Task statement:
The expected output is every entry, repeated exactly.

Content starts

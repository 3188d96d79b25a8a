use std::path::PathBuf;
use thiserror::Error;

/// The central error type for raslog-audit.
///
/// Only structural misconfiguration and table I/O fail a run. Degraded switch
/// data (unresolved joins, unparseable dates, unrecognized messages) resolves
/// to nulls inside the pipeline and never reaches this type.
#[derive(Error, Debug)]
pub enum AuditError {
    #[error("Configuration error: {0}")]
    Config(String),

    #[error("Pattern error: {0}")]
    Pattern(#[from] PatternError),

    #[error("Input error: {0}")]
    Input(#[from] InputError),

    #[error("Output error: {0}")]
    Output(#[from] OutputError),

    #[error("Internal error: {0}")]
    Internal(String),

    #[error(transparent)]
    Other(#[from] anyhow::Error),
}

#[derive(Error, Debug)]
pub enum PatternError {
    #[error("Rule '{name}' has an invalid regex: {source}")]
    InvalidRegex {
        name: String,
        #[source]
        source: regex::Error,
    },

    #[error("Invalid ignore_message pattern: {0}")]
    InvalidIgnorePattern(#[source] regex::Error),

    #[error("Rule '{name}' is defined more than once")]
    DuplicateRule { name: String },

    #[error("Rule '{name}' targets {fields} fields but its regex has {groups} capture groups")]
    GroupMismatch {
        name: String,
        fields: usize,
        groups: usize,
    },

    #[error("Rule '{name}' has neither target fields nor a condition")]
    EmptyRule { name: String },

    #[error("Enabled rule '{name}' is not defined")]
    UnknownRule { name: String },
}

#[derive(Error, Debug)]
pub enum InputError {
    #[error("Input table '{table}' not found in {dir} (expected {table}.json or {table}.csv)")]
    Missing { table: String, dir: PathBuf },

    #[error("Failed to read {path}: {source}")]
    Read {
        path: PathBuf,
        #[source]
        source: std::io::Error,
    },

    #[error("Malformed table '{table}': {message}")]
    Malformed { table: String, message: String },
}

#[derive(Error, Debug)]
pub enum OutputError {
    #[error("Failed to write {path}: {source}")]
    Write {
        path: PathBuf,
        #[source]
        source: std::io::Error,
    },

    #[error("CSV encoding failed: {0}")]
    Csv(#[from] csv::Error),

    #[error("JSON encoding failed: {0}")]
    Json(#[from] serde_json::Error),
}

pub type Result<T> = std::result::Result<T, AuditError>;

pub const EXIT_SUCCESS: u8 = 0;
pub const EXIT_ERROR: u8 = 1;
pub const EXIT_CONFIG_ERROR: u8 = 2;
pub const EXIT_INPUT_ERROR: u8 = 3;
pub const EXIT_OUTPUT_ERROR: u8 = 4;

/// Determine the appropriate process exit code for an error.
pub fn get_exit_code(e: &anyhow::Error) -> u8 {
    if let Some(audit_err) = e.downcast_ref::<AuditError>() {
        return match audit_err {
            AuditError::Config(_) | AuditError::Pattern(_) => EXIT_CONFIG_ERROR,
            AuditError::Input(_) => EXIT_INPUT_ERROR,
            AuditError::Output(_) => EXIT_OUTPUT_ERROR,
            AuditError::Other(inner) => get_exit_code(inner),
            AuditError::Internal(_) => EXIT_ERROR,
        };
    }

    // Direct enum unwraps fallback
    if e.downcast_ref::<PatternError>().is_some() {
        return EXIT_CONFIG_ERROR;
    }
    if e.downcast_ref::<InputError>().is_some() {
        return EXIT_INPUT_ERROR;
    }
    if e.downcast_ref::<OutputError>().is_some() {
        return EXIT_OUTPUT_ERROR;
    }

    // Errors raised with .context() keep the typed cause in the chain
    for cause in e.chain() {
        if let Some(audit_err) = cause.downcast_ref::<AuditError>() {
            return match audit_err {
                AuditError::Config(_) | AuditError::Pattern(_) => EXIT_CONFIG_ERROR,
                AuditError::Input(_) => EXIT_INPUT_ERROR,
                AuditError::Output(_) => EXIT_OUTPUT_ERROR,
                _ => EXIT_ERROR,
            };
        }
        if cause.downcast_ref::<PatternError>().is_some() {
            return EXIT_CONFIG_ERROR;
        }
        if cause.downcast_ref::<InputError>().is_some() {
            return EXIT_INPUT_ERROR;
        }
        if cause.downcast_ref::<OutputError>().is_some() {
            return EXIT_OUTPUT_ERROR;
        }
    }

    // Fallback string matching only for cases where specific types aren't available
    let msg = e.to_string().to_lowercase();
    if msg.contains("config") {
        return EXIT_CONFIG_ERROR;
    }

    EXIT_ERROR
}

Content ends

Solution to this exercise:
repository 3188d96d79b25a8a
use std::path::PathBuf;
use thiserror::Error;

/// The central error type for raslog-audit.
///
/// Only structural misconfiguration and table I/O fail a run. Degraded switch
/// data (unresolved joins, unparseable dates, unrecognized messages) resolves
/// to nulls inside the pipeline and never reaches this type.
#[derive(Error, Debug)]
pub enum AuditError {
    #[error("Configuration error: {0}")]
    Config(String),

    #[error("Pattern error: {0}")]
    Pattern(#[from] PatternError),

    #[error("Input error: {0}")]
    Input(#[from] InputError),

    #[error("Output error: {0}")]
    Output(#[from] OutputError),

    #[error("Internal error: {0}")]
    Internal(String),

    #[error(transparent)]
    Other(#[from] anyhow::Error),
}

#[derive(Error, Debug)]
pub enum PatternError {
    #[error("Rule '{name}' has an invalid regex: {source}")]
    InvalidRegex {
        name: String,
        #[source]
        source: regex::Error,
    },

    #[error("Invalid ignore_message pattern: {0}")]
    InvalidIgnorePattern(#[source] regex::Error),

    #[error("Rule '{name}' is defined more than once")]
    DuplicateRule { name: String },

    #[error("Rule '{name}' targets {fields} fields but its regex has {groups} capture groups")]
    GroupMismatch {
        name: String,
        fields: usize,
        groups: usize,
    },

    #[error("Rule '{name}' has neither target fields nor a condition")]
    EmptyRule { name: String },

    #[error("Enabled rule '{name}' is not defined")]
    UnknownRule { name: String },
}

#[derive(Error, Debug)]
pub enum InputError {
    #[error("Input table '{table}' not found in {dir} (expected {table}.json or {table}.csv)")]
    Missing { table: String, dir: PathBuf },

    #[error("Failed to read {path}: {source}")]
    Read {
        path: PathBuf,
        #[source]
        source: std::io::Error,
    },

    #[error("Malformed table '{table}': {message}")]
    Malformed { table: String, message: String },
}

#[derive(Error, Debug)]
pub enum OutputError {
    #[error("Failed to write {path}: {source}")]
    Write {
        path: PathBuf,
        #[source]
        source: std::io::Error,
    },

    #[error("CSV encoding failed: {0}")]
    Csv(#[from] csv::Error),

    #[error("JSON encoding failed: {0}")]
    Json(#[from] serde_json::Error),
}

pub type Result<T> = std::result::Result<T, AuditError>;

pub const EXIT_SUCCESS: u8 = 0;
pub const EXIT_ERROR: u8 = 1;
pub const EXIT_CONFIG_ERROR: u8 = 2;
pub const EXIT_INPUT_ERROR: u8 = 3;
pub const EXIT_OUTPUT_ERROR: u8 = 4;

/// Determine the appropriate process exit code for an error.
pub fn get_exit_code(e: &anyhow::Error) -> u8 {
    if let Some(audit_err) = e.downcast_ref::<AuditError>() {
        return match audit_err {
            AuditError::Config(_) | AuditError::Pattern(_) => EXIT_CONFIG_ERROR,
            AuditError::Input(_) => EXIT_INPUT_ERROR,
            AuditError::Output(_) => EXIT_OUTPUT_ERROR,
            AuditError::Other(inner) => get_exit_code(inner),
            AuditError::Internal(_) => EXIT_ERROR,
        };
    }

    // Direct enum unwraps fallback
    if e.downcast_ref::<PatternError>().is_some() {
        return EXIT_CONFIG_ERROR;
    }
    if e.downcast_ref::<InputError>().is_some() {
        return EXIT_INPUT_ERROR;
    }
    if e.downcast_ref::<OutputError>().is_some() {
        return EXIT_OUTPUT_ERROR;
    }

    // Errors raised with .context() keep the typed cause in the chain
    for cause in e.chain() {
        if let Some(audit_err) = cause.downcast_ref::<AuditError>() {
            return match audit_err {
                AuditError::Config(_) | AuditError::Pattern(_) => EXIT_CONFIG_ERROR,
                AuditError::Input(_) => EXIT_INPUT_ERROR,
                AuditError::Output(_) => EXIT_OUTPUT_ERROR,
                _ => EXIT_ERROR,
            };
        }
        if cause.downcast_ref::<PatternError>().is_some() {
            return EXIT_CONFIG_ERROR;
        }
        if cause.downcast_ref::<InputError>().is_some() {
            return EXIT_INPUT_ERROR;
        }
        if cause.downcast_ref::<OutputError>().is_some() {
            return EXIT_OUTPUT_ERROR;
        }
    }

    // Fallback string matching only for cases where specific types aren't available
    let msg = e.to_string().to_lowercase();
    if msg.contains("config") {
        return EXIT_CONFIG_ERROR;
    }

    EXIT_ERROR
}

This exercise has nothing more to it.